Pull every line from the records that has the word "ImageGenerator" in it.

───── Material provided ─────

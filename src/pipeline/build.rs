//! Wiring a [`Pipeline`] from configuration and credentials.

use std::sync::Arc;

use tracing::info;

use crate::backend::{HttpImageBackend, HttpTextBackend, ImageBackend};
use crate::config::{Credentials, ShortsmithConfig};
use crate::error::PipelineError;
use crate::generation::{BackendPool, ImageGenerator, TextGenerator};
use crate::pipeline::run::{Pipeline, RunSettings};

/// Image generator over the configured endpoint pool. Share the returned
/// generator between pipelines to share its rotation cursor.
pub fn build_image_generator(
    config: &ShortsmithConfig,
    credentials: &Credentials,
) -> Result<Arc<ImageGenerator>, PipelineError> {
    let token = credentials.require_token()?;
    let backends = HttpImageBackend::pool(&config.images.endpoints, token)?
        .into_iter()
        .map(|backend| Arc::new(backend) as Arc<dyn ImageBackend>)
        .collect();
    let pool = BackendPool::new(backends)?;
    info!(backends = pool.len(), "Image backend pool ready");
    Ok(Arc::new(ImageGenerator::new(pool, config.images.policy())))
}

pub fn build_text_generator(
    config: &ShortsmithConfig,
    credentials: &Credentials,
) -> Result<TextGenerator, PipelineError> {
    if !config.text.enabled {
        return Ok(TextGenerator::offline());
    }
    let backend = HttpTextBackend::new(
        config.text.endpoint.clone(),
        credentials.require_token()?.to_string(),
        config.text.parameters(),
        config.text.timeout(),
    )?;
    Ok(TextGenerator::new(Arc::new(backend)))
}

/// Validated configuration plus a backend token, or a configuration error
/// before any run starts.
pub fn build_pipeline(
    config: &ShortsmithConfig,
    credentials: &Credentials,
    settings: RunSettings,
) -> Result<Pipeline, PipelineError> {
    config.ensure_valid()?;
    let images = build_image_generator(config, credentials)?;
    let text = build_text_generator(config, credentials)?;
    Ok(Pipeline::new(text, images, settings))
}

─────

__Answer to this problem__.
use crate::generation::{BackendPool, ImageGenerator, TextGenerator};
) -> Result<Arc<ImageGenerator>, PipelineError> {
    Ok(Arc::new(ImageGenerator::new(pool, config.images.policy())))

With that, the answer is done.